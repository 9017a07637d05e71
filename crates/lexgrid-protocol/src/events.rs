//! Typed wire events.
//!
//! Every frame is a JSON object `{"event": "<name>", "data": {...}}`.
//! `#[serde(tag = "event", content = "data")]` gives us exactly that shape
//! ("adjacently tagged" in serde terms), and `rename_all_fields` turns the
//! snake_case Rust fields of every variant into camelCase on the wire.
//!
//! Events without a payload serialize without `data`:
//! `{"event": "match:go"}`.

use lexgrid_board::{Board, Checksum, Position, TileChanges};
use serde::{Deserialize, Serialize};

use crate::{
    MatchSettings, PlayerId, RoomCode, RoomView, ScoreEntry, SessionId,
    SyncType,
};

// ---------------------------------------------------------------------------
// Client → server
// ---------------------------------------------------------------------------

/// Everything a client may send.
///
/// Anything that fails to decode into this enum is dropped by the server.
#[derive(Debug, Clone, PartialEq, Serialize, Deserialize)]
#[serde(tag = "event", content = "data", rename_all_fields = "camelCase")]
pub enum ClientEvent {
    /// Create a room and become its host.
    #[serde(rename = "room:create")]
    CreateRoom {
        player_name: String,
        #[serde(default)]
        settings: MatchSettings,
    },

    /// Join an existing room by code.
    #[serde(rename = "room:join")]
    JoinRoom {
        room_code: RoomCode,
        player_name: String,
    },

    #[serde(rename = "room:leave")]
    LeaveRoom,

    #[serde(rename = "room:set-ready")]
    SetReady { is_ready: bool },

    /// Host only. Ignored unless every connected player is ready.
    #[serde(rename = "room:start-match")]
    StartMatch,

    /// Reclaim a previous identity after a dropped connection.
    #[serde(rename = "player:reconnect")]
    Reconnect {
        session_id: SessionId,
        username: String,
    },

    /// A word traced over adjacent tiles.
    #[serde(rename = "word:submit")]
    SubmitWord { word: String, tiles: Vec<Position> },

    /// Ask for a fresh full board after detecting drift.
    #[serde(rename = "board:request-resync")]
    RequestResync,
}

// ---------------------------------------------------------------------------
// Server → client
// ---------------------------------------------------------------------------

/// Board payload sent once per round when play begins.
#[derive(Debug, Clone, PartialEq, Serialize, Deserialize)]
#[serde(rename_all = "camelCase")]
pub struct MatchStarted {
    pub board: Board,
    pub board_checksum: Checksum,
    /// Whole seconds left in the round.
    pub time_remaining: u32,
    pub current_round: u8,
    pub total_rounds: u8,
    pub player_count: usize,
    /// Last diff sequence number already reflected in `board`.
    pub sequence_number: u64,
}

/// A full board snapshot that replaces whatever the client has.
#[derive(Debug, Clone, PartialEq, Serialize, Deserialize)]
#[serde(rename_all = "camelCase")]
pub struct BoardResync {
    pub board: Board,
    pub board_checksum: Checksum,
    pub time_remaining: u32,
    /// Last diff sequence number already reflected in `board`.
    pub sequence_number: u64,
    /// Strictly increasing per room. Older snapshots are stale.
    pub sync_id: u64,
    pub sync_type: SyncType,
}

/// One incremental board update.
#[derive(Debug, Clone, PartialEq, Serialize, Deserialize)]
#[serde(rename_all = "camelCase")]
pub struct TileChangeBatch {
    /// Strictly increasing per room, starting at 1.
    pub sequence_number: u64,
    #[serde(flatten)]
    pub changes: TileChanges,
    /// Milliseconds since the server started.
    pub timestamp: u64,
}

/// Everything the server may send.
#[derive(Debug, Clone, PartialEq, Serialize, Deserialize)]
#[serde(tag = "event", content = "data", rename_all_fields = "camelCase")]
pub enum ServerEvent {
    /// First frame on every connection.
    #[serde(rename = "session:welcome")]
    Welcome {
        player_id: PlayerId,
        session_id: SessionId,
        protocol_version: u32,
    },

    #[serde(rename = "room:joined")]
    RoomJoined { room: RoomView, player_id: PlayerId },

    #[serde(rename = "room:updated")]
    RoomUpdated { room: RoomView },

    #[serde(rename = "room:left")]
    RoomLeft { room_code: RoomCode },

    /// Pre-round countdown began. `countdown` is in whole seconds.
    #[serde(rename = "match:starting")]
    MatchStarting { countdown: u32 },

    #[serde(rename = "match:go")]
    MatchGo,

    #[serde(rename = "match:started")]
    MatchStarted(MatchStarted),

    #[serde(rename = "board:resync")]
    BoardResync(BoardResync),

    #[serde(rename = "game:tile-changes")]
    TileChanges(TileChangeBatch),

    #[serde(rename = "match:timer-update")]
    TimerUpdate { time_remaining: u32 },

    #[serde(rename = "match:round-end")]
    RoundEnd {
        round_number: u8,
        scores: Vec<ScoreEntry>,
        is_match_complete: bool,
    },

    #[serde(rename = "match:finished")]
    MatchFinished {
        winner: Option<PlayerId>,
        final_scores: Vec<ScoreEntry>,
        total_rounds: u8,
    },

    #[serde(rename = "word:accepted")]
    WordAccepted {
        player_id: PlayerId,
        word: String,
        points: u32,
    },

    /// Only sent to the submitting player.
    #[serde(rename = "word:rejected")]
    WordRejected { word: String, reason: String },

    /// Request-level failure (unknown room, room full, ...).
    #[serde(rename = "error")]
    Error { code: u16, message: String },
}

impl ServerEvent {
    /// The wire name of this event, for logging.
    pub fn name(&self) -> &'static str {
        match self {
            Self::Welcome { .. } => "session:welcome",
            Self::RoomJoined { .. } => "room:joined",
            Self::RoomUpdated { .. } => "room:updated",
            Self::RoomLeft { .. } => "room:left",
            Self::MatchStarting { .. } => "match:starting",
            Self::MatchGo => "match:go",
            Self::MatchStarted(_) => "match:started",
            Self::BoardResync(_) => "board:resync",
            Self::TileChanges(_) => "game:tile-changes",
            Self::TimerUpdate { .. } => "match:timer-update",
            Self::RoundEnd { .. } => "match:round-end",
            Self::MatchFinished { .. } => "match:finished",
            Self::WordAccepted { .. } => "word:accepted",
            Self::WordRejected { .. } => "word:rejected",
            Self::Error { .. } => "error",
        }
    }
}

**The problem**
From the entries above, copy every line that holds the word "ServerEvent".

**Written solution**
pub enum ServerEvent {
impl ServerEvent {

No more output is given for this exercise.